● Activity
Look below for the line containing "use serde::Serialize;" and the line containing "let cfg: SnapConfig"; repeat exactly those two lines and all lines between them, and nothing else.

Records supplied Block Start

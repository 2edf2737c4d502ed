use crate::interop::{check_points, from_js, is_absent, read_points, to_js, write_points};
use crate::{error, SnapSession};
use cityscape::geometry::limits::{
    in_coord_bounds, in_width_bounds, MAX_CENTERLINE_POINTS, MAX_POLYGON_POINTS, MAX_REGIONS, MAX_SEGMENTS,
    WIDTH_MAX,
};
use cityscape::{Bounds, LineSegment, Point, Polygon, Region, SegmentLayer, SnapConfig, ValidationRules};
use js_sys::Float64Array;
use log::warn;
use serde::Serialize;
use wasm_bindgen::prelude::*;

#[wasm_bindgen]
pub fn set_panic_hook() {
    #[cfg(feature = "console_error_panic_hook")]
    console_error_panic_hook::set_once();
}

fn finite(param: &str, v: f64) -> Result<f64, JsValue> {
    if v.is_finite() { Ok(v) } else { Err(error::non_finite(param)) }
}

fn coord(param: &str, v: f64) -> Result<f64, JsValue> {
    let v = finite(param, v)?;
    if in_coord_bounds(v) {
        Ok(v)
    } else {
        Err(error::out_of_range(
            param,
            cityscape::geometry::limits::COORD_MIN,
            cityscape::geometry::limits::COORD_MAX,
            v,
        ))
    }
}

fn read_config(v: JsValue) -> Result<SnapConfig, JsValue> {
    if is_absent(&v) {
        return Ok(SnapConfig::default());
    }
    let cfg: SnapConfig = from_js("config", v)?;
    cfg.validate().map_err(|e| error::config("config", &e))?;
    Ok(cfg)
}

fn read_rules(v: JsValue) -> Result<ValidationRules, JsValue> {
    if is_absent(&v) {
        return Ok(ValidationRules::default());
    }
    let rules: ValidationRules = from_js("rules", v)?;
    rules.validate().map_err(|e| error::config("rules", &e))?;
    Ok(rules)
}

fn read_segments(v: JsValue) -> Result<Vec<LineSegment>, JsValue> {
    let segs: Vec<LineSegment> = from_js("segments", v)?;
    if segs.len() > MAX_SEGMENTS {
        return Err(error::too_large("segments", MAX_SEGMENTS, segs.len()));
    }
    for s in &segs {
        check_points("segments", &[s.a, s.b])?;
    }
    Ok(segs)
}

fn read_regions(v: JsValue) -> Result<Vec<Region>, JsValue> {
    let regions: Vec<Region> = from_js("regions", v)?;
    if regions.len() > MAX_REGIONS {
        return Err(error::too_large("regions", MAX_REGIONS, regions.len()));
    }
    for r in &regions {
        if r.polygon.len() > MAX_POLYGON_POINTS {
            return Err(error::too_large("regions", MAX_POLYGON_POINTS, r.polygon.len()));
        }
        check_points("regions", &r.polygon)?;
    }
    Ok(regions)
}

#[wasm_bindgen]
impl SnapSession {
    /// `config` may be omitted; an invalid one falls back to the defaults.
    #[wasm_bindgen(constructor)]
    pub fn new(config: JsValue) -> SnapSession {
        let cfg = read_config(config).unwrap_or_else(|_| {
            warn!("SnapSession: invalid config, using defaults");
            SnapConfig::default()
        });
        SnapSession::rs_new(cfg, cityscape::DEFAULT_CELL_SIZE)
    }
    pub fn with_cell_size(config: JsValue, cell_size: f64) -> SnapSession {
        let cfg = read_config(config).unwrap_or_default();
        SnapSession::rs_new(cfg, cell_size)
    }

    pub fn config(&self) -> JsValue {
        to_js(self.inner.config()).unwrap_or(JsValue::NULL)
    }
    pub fn set_config(&mut self, config: JsValue) -> bool {
        match read_config(config) {
            Ok(cfg) => { self.inner.set_config(cfg); true }
            Err(_) => false,
        }
    }
    pub fn set_config_res(&mut self, config: JsValue) -> JsValue {
        error::wrap(read_config(config).map(|cfg| {
            self.inner.set_config(cfg);
            JsValue::from_bool(true)
        }))
    }
    /// Same as `set_config` from a JSON string (e.g. persisted editor settings).
    pub fn set_config_json_res(&mut self, json: &str) -> JsValue {
        match SnapConfig::from_json(json) {
            Ok(cfg) => { self.inner.set_config(cfg); error::ok(JsValue::from_bool(true)) }
            Err(e) => error::config("config", &e),
        }
    }

    // Layers
    pub fn set_layer(&mut self, key: &str, segments: JsValue) -> bool {
        self.set_layer_inner(key, segments).is_ok()
    }
    pub fn set_layer_res(&mut self, key: &str, segments: JsValue) -> JsValue {
        error::wrap(self.set_layer_inner(key, segments))
    }
    pub fn set_polyline_layer(
        &mut self,
        key: &str,
        geometry_id: &str,
        geometry_type: &str,
        points: &Float64Array,
        closed: bool,
    ) -> bool {
        self.set_polyline_layer_inner(key, geometry_id, geometry_type, points, closed).is_ok()
    }
    pub fn set_polyline_layer_res(
        &mut self,
        key: &str,
        geometry_id: &str,
        geometry_type: &str,
        points: &Float64Array,
        closed: bool,
    ) -> JsValue {
        error::wrap(self.set_polyline_layer_inner(key, geometry_id, geometry_type, points, closed))
    }
    pub fn remove_layer(&mut self, key: &str) -> bool {
        self.inner.unregister_provider(key)
    }
    pub fn layer_keys(&self) -> JsValue {
        let keys: Vec<&str> = self.inner.provider_keys().collect();
        to_js(&keys).unwrap_or(JsValue::NULL)
    }

    // Incremental edits between rebuilds
    pub fn add_segments(&mut self, segments: JsValue) -> bool {
        match read_segments(segments) {
            Ok(segs) => { self.inner.add_segments(segs); true }
            Err(_) => false,
        }
    }
    pub fn add_segments_res(&mut self, segments: JsValue) -> JsValue {
        error::wrap(read_segments(segments).map(|segs| {
            let n = segs.len();
            self.inner.add_segments(segs);
            JsValue::from_f64(n as f64)
        }))
    }
    pub fn remove_geometry(&mut self, geometry_id: &str) -> u32 {
        self.inner.remove_geometry(geometry_id) as u32
    }
    pub fn clear(&mut self) {
        self.inner.clear();
    }
    pub fn segment_count(&self) -> u32 {
        self.rs_segment_count() as u32
    }

    // Queries
    pub fn find_snap_point(&self, x: f64, y: f64) -> JsValue {
        if !x.is_finite() || !y.is_finite() {
            return JsValue::NULL;
        }
        to_js(&self.inner.find_snap_point(x, y)).unwrap_or(JsValue::NULL)
    }
    pub fn find_snap_point_res(&self, x: f64, y: f64) -> JsValue {
        error::wrap((|| -> Result<JsValue, JsValue> {
            finite("x", x)?;
            finite("y", y)?;
            to_js(&self.inner.find_snap_point(x, y))
        })())
    }
    /// `[x, y]` of the best snap, or of the cursor when nothing is in range.
    pub fn snap_or_cursor(&self, x: f64, y: f64) -> Float64Array {
        if !x.is_finite() || !y.is_finite() {
            return write_points(&[Point::new(x, y)]);
        }
        write_points(&[self.inner.snap_or_cursor(x, y)])
    }
}

impl SnapSession {
    fn set_layer_inner(&mut self, key: &str, segments: JsValue) -> Result<JsValue, JsValue> {
        let segs = read_segments(segments)?;
        let n = segs.len();
        self.inner.register_provider(key, Box::new(SegmentLayer::new(segs)));
        Ok(JsValue::from_f64(n as f64))
    }
    fn set_polyline_layer_inner(
        &mut self,
        key: &str,
        geometry_id: &str,
        geometry_type: &str,
        points: &Float64Array,
        closed: bool,
    ) -> Result<JsValue, JsValue> {
        let pts = read_points("points", points, MAX_POLYGON_POINTS)?;
        let layer = if closed {
            SegmentLayer::from_ring(geometry_id, geometry_type, &pts)
        } else {
            SegmentLayer::from_polyline(geometry_id, geometry_type, &pts)
        };
        let n = layer.len();
        self.inner.register_provider(key, Box::new(layer));
        Ok(JsValue::from_f64(n as f64))
    }
}

// Commit-time operations. Each has a plain variant returning an empty/NULL
// sentinel on bad input and a `_res` variant returning the ok/err envelope.

fn polygon_out(p: Polygon) -> Result<Float64Array, JsValue> {
    Ok(write_points(&p))
}

fn empty() -> Float64Array {
    Float64Array::new_with_length(0)
}

fn clip_polygon_inner(subject: &Float64Array, clip: &Float64Array) -> Result<Float64Array, JsValue> {
    let s = read_points("subject", subject, MAX_POLYGON_POINTS)?;
    let c = read_points("clip", clip, MAX_POLYGON_POINTS)?;
    polygon_out(cityscape::clip(&s, &c))
}
#[wasm_bindgen]
pub fn clip_polygon(subject: &Float64Array, clip: &Float64Array) -> Float64Array {
    clip_polygon_inner(subject, clip).unwrap_or_else(|_| empty())
}
#[wasm_bindgen]
pub fn clip_polygon_res(subject: &Float64Array, clip: &Float64Array) -> JsValue {
    error::wrap(clip_polygon_inner(subject, clip).map(JsValue::from))
}

fn clip_to_bounds_inner(subject: &Float64Array, min_x: f64, min_y: f64, max_x: f64, max_y: f64) -> Result<Float64Array, JsValue> {
    let s = read_points("subject", subject, MAX_POLYGON_POINTS)?;
    let b = Bounds::new(coord("minX", min_x)?, coord("minY", min_y)?, coord("maxX", max_x)?, coord("maxY", max_y)?);
    polygon_out(cityscape::clip_to_bounds(&s, &b))
}
#[wasm_bindgen]
pub fn clip_to_bounds(subject: &Float64Array, min_x: f64, min_y: f64, max_x: f64, max_y: f64) -> Float64Array {
    clip_to_bounds_inner(subject, min_x, min_y, max_x, max_y).unwrap_or_else(|_| empty())
}
#[wasm_bindgen]
pub fn clip_to_bounds_res(subject: &Float64Array, min_x: f64, min_y: f64, max_x: f64, max_y: f64) -> JsValue {
    error::wrap(clip_to_bounds_inner(subject, min_x, min_y, max_x, max_y).map(JsValue::from))
}

fn subtract_region_inner(subject: &Float64Array, region: &Float64Array) -> Result<Float64Array, JsValue> {
    let s = read_points("subject", subject, MAX_POLYGON_POINTS)?;
    let r = read_points("region", region, MAX_POLYGON_POINTS)?;
    polygon_out(cityscape::subtract_region(&s, &r))
}
#[wasm_bindgen]
pub fn subtract_region(subject: &Float64Array, region: &Float64Array) -> Float64Array {
    subtract_region_inner(subject, region).unwrap_or_else(|_| empty())
}
#[wasm_bindgen]
pub fn subtract_region_res(subject: &Float64Array, region: &Float64Array) -> JsValue {
    error::wrap(subtract_region_inner(subject, region).map(JsValue::from))
}

fn subtract_regions_inner(subject: &Float64Array, regions: JsValue) -> Result<Float64Array, JsValue> {
    let s = read_points("subject", subject, MAX_POLYGON_POINTS)?;
    let regions = read_regions(regions)?;
    polygon_out(cityscape::subtract_regions(&s, &regions))
}
#[wasm_bindgen]
pub fn subtract_regions(subject: &Float64Array, regions: JsValue) -> Float64Array {
    subtract_regions_inner(subject, regions).unwrap_or_else(|_| empty())
}
#[wasm_bindgen]
pub fn subtract_regions_res(subject: &Float64Array, regions: JsValue) -> JsValue {
    error::wrap(subtract_regions_inner(subject, regions).map(JsValue::from))
}

fn clip_and_validate_inner(subject: &Float64Array, regions: JsValue, shape_type: &str, rules: JsValue) -> Result<JsValue, JsValue> {
    let s = read_points("subject", subject, MAX_POLYGON_POINTS)?;
    let regions = read_regions(regions)?;
    let rules = read_rules(rules)?;
    to_js(&cityscape::clip_and_validate(&s, &regions, shape_type, &rules))
}
/// `{ polygon: [{x, y}...], verdict: { status, ... } }`, or NULL on bad input.
#[wasm_bindgen]
pub fn clip_and_validate(subject: &Float64Array, regions: JsValue, shape_type: &str, rules: JsValue) -> JsValue {
    clip_and_validate_inner(subject, regions, shape_type, rules).unwrap_or(JsValue::NULL)
}
#[wasm_bindgen]
pub fn clip_and_validate_res(subject: &Float64Array, regions: JsValue, shape_type: &str, rules: JsValue) -> JsValue {
    error::wrap(clip_and_validate_inner(subject, regions, shape_type, rules))
}

#[derive(Serialize)]
struct SplitPieces {
    first: Polygon,
    second: Polygon,
}

fn split_inner(polygon: &Float64Array, ax: f64, ay: f64, bx: f64, by: f64) -> Result<JsValue, JsValue> {
    let p = read_points("polygon", polygon, MAX_POLYGON_POINTS)?;
    let a = Point::new(coord("ax", ax)?, coord("ay", ay)?);
    let b = Point::new(coord("bx", bx)?, coord("by", by)?);
    let (first, second) = cityscape::split_with_line(&p, a, b).map_err(|e| error::split(&e))?;
    to_js(&SplitPieces { first, second })
}
/// `{ first, second }` point lists, or NULL when the line does not split the polygon.
#[wasm_bindgen]
pub fn split_with_line(polygon: &Float64Array, ax: f64, ay: f64, bx: f64, by: f64) -> JsValue {
    split_inner(polygon, ax, ay, bx, by).unwrap_or(JsValue::NULL)
}
#[wasm_bindgen]
pub fn split_with_line_res(polygon: &Float64Array, ax: f64, ay: f64, bx: f64, by: f64) -> JsValue {
    error::wrap(split_inner(polygon, ax, ay, bx, by))
}

fn river_inner(centerline: &Float64Array, width: f64, widths: Option<Float64Array>) -> Result<Float64Array, JsValue> {
    let line = read_points("centerline", centerline, MAX_CENTERLINE_POINTS)?;
    let width = finite("width", width)?;
    if !in_width_bounds(width) {
        return Err(error::out_of_range("width", 0.0, WIDTH_MAX, width));
    }
    let taper: Option<Vec<f64>> = match widths {
        Some(arr) => {
            let mut buf = vec![0.0f64; arr.length() as usize];
            arr.copy_to(&mut buf);
            if let Some(w) = buf.iter().find(|w| !in_width_bounds(**w)) {
                return Err(if w.is_finite() {
                    error::out_of_range("widths", 0.0, WIDTH_MAX, *w)
                } else {
                    error::non_finite("widths")
                });
            }
            Some(buf)
        }
        None => None,
    };
    polygon_out(cityscape::river_to_polygon(&line, width, taper.as_deref()))
}
#[wasm_bindgen]
pub fn river_to_polygon(centerline: &Float64Array, width: f64, widths: Option<Float64Array>) -> Float64Array {
    river_inner(centerline, width, widths).unwrap_or_else(|_| empty())
}
#[wasm_bindgen]
pub fn river_to_polygon_res(centerline: &Float64Array, width: f64, widths: Option<Float64Array>) -> JsValue {
    error::wrap(river_inner(centerline, width, widths).map(JsValue::from))
}

// Primitives

#[wasm_bindgen]
pub fn point_in_polygon(x: f64, y: f64, polygon: &Float64Array) -> bool {
    match read_points("polygon", polygon, MAX_POLYGON_POINTS) {
        Ok(p) => cityscape::point_in_polygon(Point::new(x, y), &p),
        Err(_) => false,
    }
}
#[wasm_bindgen]
pub fn point_in_polygon_res(x: f64, y: f64, polygon: &Float64Array) -> JsValue {
    error::wrap((|| -> Result<JsValue, JsValue> {
        let q = Point::new(finite("x", x)?, finite("y", y)?);
        let p = read_points("polygon", polygon, MAX_POLYGON_POINTS)?;
        Ok(JsValue::from_bool(cityscape::point_in_polygon(q, &p)))
    })())
}

#[wasm_bindgen]
pub fn signed_area(polygon: &Float64Array) -> f64 {
    read_points("polygon", polygon, MAX_POLYGON_POINTS).map_or(0.0, |p| cityscape::signed_area(&p))
}
#[wasm_bindgen]
pub fn signed_area_res(polygon: &Float64Array) -> JsValue {
    error::wrap(
        read_points("polygon", polygon, MAX_POLYGON_POINTS)
            .map(|p| JsValue::from_f64(cityscape::signed_area(&p))),
    )
}

/// `{ minX, minY, maxX, maxY }`, or NULL for an empty polygon.
#[wasm_bindgen]
pub fn polygon_bounds(polygon: &Float64Array) -> JsValue {
    polygon_bounds_inner(polygon).unwrap_or(JsValue::NULL)
}
#[wasm_bindgen]
pub fn polygon_bounds_res(polygon: &Float64Array) -> JsValue {
    error::wrap(polygon_bounds_inner(polygon))
}
fn polygon_bounds_inner(polygon: &Float64Array) -> Result<JsValue, JsValue> {
    let p = read_points("polygon", polygon, MAX_POLYGON_POINTS)?;
    match cityscape::polygon_bounds(&p) {
        Some(b) => to_js(&b),
        None => Ok(JsValue::NULL),
    }
}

Records supplied Block End

● Output
use serde::Serialize;
use wasm_bindgen::prelude::*;

#[wasm_bindgen]
pub fn set_panic_hook() {
    #[cfg(feature = "console_error_panic_hook")]
    console_error_panic_hook::set_once();
}

fn finite(param: &str, v: f64) -> Result<f64, JsValue> {
    if v.is_finite() { Ok(v) } else { Err(error::non_finite(param)) }
}

fn coord(param: &str, v: f64) -> Result<f64, JsValue> {
    let v = finite(param, v)?;
    if in_coord_bounds(v) {
        Ok(v)
    } else {
        Err(error::out_of_range(
            param,
            cityscape::geometry::limits::COORD_MIN,
            cityscape::geometry::limits::COORD_MAX,
            v,
        ))
    }
}

fn read_config(v: JsValue) -> Result<SnapConfig, JsValue> {
    if is_absent(&v) {
        return Ok(SnapConfig::default());
    }
    let cfg: SnapConfig = from_js("config", v)?;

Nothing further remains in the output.